How to Play the Battleship Board Game

gif/illustration of how to play battleship

Illustration: Nusha Ashjaee. © The Spruce, 2018

Battleship is a war-themed board game for two players in which the opponents try to guess the location of the other's various ships. A paper and pencil version of the game dates back to World War I, but most people are familiar with the game through the plastic board game that was first marketed by the Milton Bradley Company in 1967. Since then, the game has spawned various video games and smartphone app variations. Today, the board game version is produced by Hasbro, which acquired Milton Bradley in 1984. 

The object of the game is to guess the location of the ships each player hides on a plastic grid containing vertical and horizontal space coordinates. Players take turns calling out row and column coordinates on the other player's grid in an attempt to identify a square that contains a ship. 

The game board each player gets has two grids. One of the grids is used by the player to "hide" the location of his own ships, while the other grid is used to record the shots fired toward the opponent and to document whether those shots were hits or misses. The goal of the game is to sink all of the opponent's ships by correctly guessing their location on the grid. 

Setting up the Board

Each player receives a game board with two grids, one of each type of ship with holes where the "hit" pegs are inserted, and a supply of hit and miss markers (white and red pegs). The five ships are:

  • Carrier, with five holes
  • Battleship, with four holes
  • Cruiser, with three holes
  • Submarine, with three holes
  • Destroyer, with two holes

The two players should be positioned so they face each other across a game table. Their target grids back up to one another vertically so that neither player can see his opponent's ocean grid and ship locations.

Each opponent secretly positions his own five ships on the lower ocean grid by fitting the two anchoring pegs on each ship into two holes on the grid. Each ship must be placed horizontally or vertically—not diagonally—across grid spaces, and the ships can't hang off the grid. Ships can touch each other, but they can't occupy the same grid space. You cannot change the position of the ships after the game begins.

Basic Gameplay

Players take turns firing shots (by calling out a grid coordinate) to attack enemy ships.

On your turn, call out a letter and a number that identifies a row and column on your target grid. Your opponent checks that coordinate on his ocean grid and verbally responds "miss" if there is no ship there, or "hit" if you have correctly guessed a space that is occupied by one of his ships.

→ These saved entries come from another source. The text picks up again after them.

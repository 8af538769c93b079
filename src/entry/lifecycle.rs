use chrono::{DateTime, NaiveDate, Utc};

use super::model::{Entry, EntryDraft, EntryPatch, Status};
use crate::auth::{Role, User};
use crate::error::LifecycleError;

/// Grades a remediated student can end up with.
pub const NEW_GRADES: [&str; 7] = ["1", "1.5", "2", "2.5", "3", "3.5", "4"];

/// A status change requested by a user.
#[derive(Debug, Clone, PartialEq)]
pub enum Action {
    /// The filing teacher reports the remediation outcome.
    Resolve {
        new_grade: String,
        resolved_date: NaiveDate,
        note: Option<String>,
    },
    /// Academic affairs acknowledges the result into the official system.
    Record,
    /// Soft delete. Must be confirmed by the user first.
    Delete { confirmed: bool },
}

impl Action {
    pub fn target(&self) -> Status {
        match self {
            Action::Resolve { .. } => Status::TeacherResolved,
            Action::Record => Status::AdminRecorded,
            Action::Delete { .. } => Status::Deleted,
        }
    }
}

/// Transition rules for remediation entries.
///
/// ```text
/// PENDING ──resolve──▶ RESOLVED ──record──▶ RECORDED
///    │                    │
///    └──────delete────────┴──▶ DELETED
/// ```
pub struct Lifecycle;

impl Lifecycle {
    /// Builds a new PENDING entry from a teacher's draft.
    pub fn file(
        id: String,
        draft: EntryDraft,
        now: DateTime<Utc>,
    ) -> Result<Entry, LifecycleError> {
        let required = [
            ("teacherName", &draft.teacher_name),
            ("studentId", &draft.student_id),
            ("studentName", &draft.student_name),
            ("subject", &draft.subject),
            ("term", &draft.term),
            ("academicYear", &draft.academic_year),
        ];
        if let Some((field, _)) = required.iter().find(|(_, v)| v.trim().is_empty()) {
            return Err(LifecycleError::IncompleteDraft(*field));
        }

        Ok(Entry {
            id,
            timestamp: now,
            teacher_name: draft.teacher_name.trim().to_string(),
            student_id: draft.student_id.trim().to_string(),
            student_name: draft.student_name.trim().to_string(),
            subject: draft.subject.trim().to_string(),
            subject_code: draft.subject_code.trim().to_string(),
            grade: draft.grade,
            term: draft.term.trim().to_string(),
            academic_year: draft.academic_year.trim().to_string(),
            status: Status::Pending,
            resolved_date: None,
            new_grade: None,
            note: None,
        })
    }

    /// Whether the graph has an edge `from → to`.
    pub fn can_transition(from: Status, to: Status) -> bool {
        matches!(
            (from, to),
            (Status::Pending, Status::TeacherResolved)
                | (Status::TeacherResolved, Status::AdminRecorded)
                | (Status::Pending | Status::TeacherResolved, Status::Deleted)
        )
    }

    /// Computes the partial update that performs `action` on `entry`.
    ///
    /// Nothing is mutated here; on error the caller must not write anything.
    pub fn plan(entry: &Entry, action: &Action) -> Result<EntryPatch, LifecycleError> {
        let to = action.target();
        if !Self::can_transition(entry.status, to) {
            return Err(LifecycleError::InvalidTransition {
                from: entry.status,
                to,
            });
        }

        match action {
            Action::Resolve {
                new_grade,
                resolved_date,
                note,
            } => {
                let new_grade = new_grade.trim();
                if new_grade.is_empty() {
                    return Err(LifecycleError::MissingNewGrade);
                }
                if !NEW_GRADES.contains(&new_grade) {
                    return Err(LifecycleError::InvalidNewGrade(new_grade.to_string()));
                }
                Ok(EntryPatch {
                    status: Some(to),
                    new_grade: Some(new_grade.to_string()),
                    resolved_date: Some(*resolved_date),
                    note: note.clone(),
                    ..Default::default()
                })
            }
            Action::Record => Ok(EntryPatch::status(to)),
            Action::Delete { confirmed } => {
                if !confirmed {
                    return Err(LifecycleError::NotConfirmed);
                }
                Ok(EntryPatch::status(to))
            }
        }
    }

    /// Session-level gating: teachers act on their own entries, admins record.
    ///
    /// This is the only authority check in the system; the store accepts any write.
    pub fn permits(user: &User, entry: &Entry, action: &Action) -> bool {
        match (user.role, action) {
            (Role::Teacher, Action::Resolve { .. } | Action::Delete { .. }) => {
                entry.teacher_name == user.name
            }
            (Role::Admin, Action::Record) => true,
            _ => false,
        }
    }

    /// Descriptive edits belong to the filing teacher while the entry is PENDING.
    pub fn can_edit(user: &User, entry: &Entry) -> bool {
        user.role == Role::Teacher
            && entry.teacher_name == user.name
            && entry.status == Status::Pending
    }

    pub fn authorize_edit(user: &User, entry: &Entry) -> Result<(), LifecycleError> {
        if Self::can_edit(user, entry) {
            Ok(())
        } else {
            Err(LifecycleError::NotEditable {
                role: user.role,
                status: entry.status,
            })
        }
    }

    /// Like [`Lifecycle::permits`] but as a `Result`, then plans the patch.
    pub fn authorize_and_plan(
        user: &User,
        entry: &Entry,
        action: &Action,
    ) -> Result<EntryPatch, LifecycleError> {
        if !Self::permits(user, entry, action) {
            return Err(LifecycleError::NotPermitted {
                role: user.role,
                to: action.target(),
            });
        }
        Self::plan(entry, action)
    }
}

#[cfg(test)]
mod tests {
    use super::*;
    use crate::entry::model::{Grade, sample_entry};

    fn teacher() -> User {
        User {
            username: "t1".into(),
            name: "ครูรหัส t1".into(),
            role: Role::Teacher,
        }
    }

    fn admin() -> User {
        User {
            username: "t28".into(),
            name: "สาวจิราภรณ์ มูลี".into(),
            role: Role::Admin,
        }
    }

    fn resolve(new_grade: &str) -> Action {
        Action::Resolve {
            new_grade: new_grade.into(),
            resolved_date: NaiveDate::from_ymd_opt(2024, 6, 1).unwrap(),
            note: None,
        }
    }

    fn draft() -> EntryDraft {
        EntryDraft {
            teacher_name: "ครูรหัส t1".into(),
            student_id: " 12345 ".into(),
            student_name: "เด็กหญิงมาลี".into(),
            subject: "วิทยาศาสตร์".into(),
            subject_code: "ว21101".into(),
            grade: Grade::Withheld,
            term: "2".into(),
            academic_year: "2566".into(),
        }
    }

    #[test]
    fn filing_creates_pending_entry() {
        let now = Utc::now();
        let entry = Lifecycle::file("42".into(), draft(), now).unwrap();
        assert_eq!(entry.status, Status::Pending);
        assert_eq!(entry.student_id, "12345");
        assert_eq!(entry.timestamp, now);
        assert!(entry.new_grade.is_none());
        assert!(entry.resolved_date.is_none());
    }

    #[test]
    fn filing_rejects_blank_student_name() {
        let mut d = draft();
        d.student_name = "  ".into();
        let err = Lifecycle::file("42".into(), d, Utc::now()).unwrap_err();
        assert_eq!(err, LifecycleError::IncompleteDraft("studentName"));
    }

    #[test]
    fn resolve_then_record_walks_the_happy_path() {
        let mut entry = sample_entry("1", "2024-05-01T00:00:00Z");

        let patch = Lifecycle::plan(&entry, &resolve("2")).unwrap();
        patch.apply_to(&mut entry);
        assert_eq!(entry.status, Status::TeacherResolved);
        assert_eq!(entry.new_grade.as_deref(), Some("2"));
        assert_eq!(entry.resolved_date, NaiveDate::from_ymd_opt(2024, 6, 1));

        let before = entry.clone();
        let patch = Lifecycle::plan(&entry, &Action::Record).unwrap();
        assert_eq!(patch, EntryPatch::status(Status::AdminRecorded));
        patch.apply_to(&mut entry);
        assert_eq!(entry.status, Status::AdminRecorded);
        assert_eq!(entry.new_grade, before.new_grade);
        assert_eq!(entry.resolved_date, before.resolved_date);
        assert_eq!(entry.note, before.note);
    }

    #[test]
    fn resolve_without_new_grade_is_rejected() {
        let entry = sample_entry("1", "2024-05-01T00:00:00Z");
        assert_eq!(
            Lifecycle::plan(&entry, &resolve("  ")),
            Err(LifecycleError::MissingNewGrade)
        );
    }

    #[test]
    fn resolve_accepts_only_listed_grades() {
        let entry = sample_entry("1", "2024-05-01T00:00:00Z");
        for grade in NEW_GRADES {
            assert!(Lifecycle::plan(&entry, &resolve(grade)).is_ok());
        }
        assert_eq!(
            Lifecycle::plan(&entry, &resolve("5")),
            Err(LifecycleError::InvalidNewGrade("5".into()))
        );
        assert!(matches!(
            Lifecycle::plan(&entry, &resolve("A")),
            Err(LifecycleError::InvalidNewGrade(_))
        ));
    }

    #[test]
    fn only_the_filing_teacher_edits_pending_entries() {
        let mut entry = sample_entry("1", "2024-05-01T00:00:00Z");
        assert!(Lifecycle::can_edit(&teacher(), &entry));
        assert_eq!(
            Lifecycle::authorize_edit(&admin(), &entry),
            Err(LifecycleError::NotEditable {
                role: Role::Admin,
                status: Status::Pending,
            })
        );

        let mut other = entry.clone();
        other.teacher_name = "someone else".into();
        assert!(!Lifecycle::can_edit(&teacher(), &other));

        for status in [Status::TeacherResolved, Status::AdminRecorded] {
            entry.status = status;
            assert!(!Lifecycle::can_edit(&teacher(), &entry));
        }
    }

    #[test]
    fn record_requires_teacher_resolution_first() {
        let entry = sample_entry("1", "2024-05-01T00:00:00Z");
        assert_eq!(
            Lifecycle::plan(&entry, &Action::Record),
            Err(LifecycleError::InvalidTransition {
                from: Status::Pending,
                to: Status::AdminRecorded,
            })
        );
    }

    #[test]
    fn recorded_entries_cannot_be_deleted() {
        let mut entry = sample_entry("1", "2024-05-01T00:00:00Z");
        entry.status = Status::AdminRecorded;
        assert!(matches!(
            Lifecycle::plan(&entry, &Action::Delete { confirmed: true }),
            Err(LifecycleError::InvalidTransition { .. })
        ));
    }

    #[test]
    fn delete_requires_confirmation() {
        let entry = sample_entry("1", "2024-05-01T00:00:00Z");
        assert_eq!(
            Lifecycle::plan(&entry, &Action::Delete { confirmed: false }),
            Err(LifecycleError::NotConfirmed)
        );
        let patch = Lifecycle::plan(&entry, &Action::Delete { confirmed: true }).unwrap();
        assert!(patch.is_deletion());
    }

    #[test]
    fn status_never_regresses() {
        let all = [
            Status::Pending,
            Status::TeacherResolved,
            Status::AdminRecorded,
            Status::Deleted,
        ];
        for from in all {
            for to in all {
                if Lifecycle::can_transition(from, to) {
                    assert_ne!(from, Status::Deleted);
                    assert_ne!(from, Status::AdminRecorded);
                    assert_ne!(to, Status::Pending);
                }
            }
        }
    }

    #[test]
    fn teachers_act_only_on_their_own_entries() {
        let entry = sample_entry("1", "2024-05-01T00:00:00Z");
        assert!(Lifecycle::permits(&teacher(), &entry, &resolve("2")));

        let mut other = entry.clone();
        other.teacher_name = "someone else".into();
        assert!(!Lifecycle::permits(&teacher(), &other, &resolve("2")));
        assert!(!Lifecycle::permits(&teacher(), &entry, &Action::Record));
    }

    #[test]
    fn admins_only_record() {
        let entry = sample_entry("1", "2024-05-01T00:00:00Z");
        assert!(Lifecycle::permits(&admin(), &entry, &Action::Record));
        assert!(!Lifecycle::permits(&admin(), &entry, &resolve("2")));
        assert!(matches!(
            Lifecycle::authorize_and_plan(&admin(), &entry, &Action::Delete { confirmed: true }),
            Err(LifecycleError::NotPermitted { .. })
        ));
    }
}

Mark each of your shots (guesses) on your upper target grid using white pegs to document your misses and red pegs to register your hits. As the game proceeds, the red pegs will gradually identify the size and location of your opponent's ships.

When it is your opponent's turn to fire shots at you, each time one of your ships receives a hit, put a red peg into the hole on the ship corresponding to the grid space. When one of your ships has every slot filled with red pegs, you must announce to your opponent that he has sunk your ship. In classic play, the phrase used is "You sunk my battleship!" It is, of course, illegal to change the position of the ships on the board once play has begun. 

The first player to sink all five of his opponent's ships wins the game.

Advanced Gameplay

Players who are experienced at playing Battleship sometimes use a variation of the game, known as the Salvo variation. The basic rules remain the same with the following exceptions:

  • On the first round of the game, you call out five shots (guesses) and mark each shot with a white peg in your target grid.
  • After you've called out all five shots (a salvo), your opponent announces which ones were hits and which ships they hit.
  • For hits, change the white pegs on your target grid to red pegs. Simultaneously, your opponent will place red pegs in the holes of any ships that you hit.
  • Alternate back and forth in this manner until one of your ships is sunk. At that point, you lose one shot from your salvo. If one of your ships sinks, for example, your salvo is now reduced to four shots; when two ships sink, the salvo is three shots, and so on.
  • Continue game play until one player sinks all the opposing ships and wins the game.

Pencil and Paper Version

It is also possible to play a game of Battleship in the classic fashion, by drawing ocean grids on paper and labeling horizontal and vertical rows to create coordinates. A DIY board, if you will. In a basic 100-square ocean, label the horizontal rows 1 through 10, and the vertical rows A through J.

As with the plastic board game, each player will need two ocean grids, one to mark the position of his own ships and document the hits when his opponent shoots; and a second grid to keep track of the hits and misses when he fires shots at the opponent. When a shot hits, mark the corresponding square with an X; document the misses with a 0. 

For a more difficult game, you could make a larger grid with more squares, using letters A through Z to label the vertical coordinates and the numbers 1 through 26 for the horizontal rows. The larger the ocean grid, the more difficult the game becomes.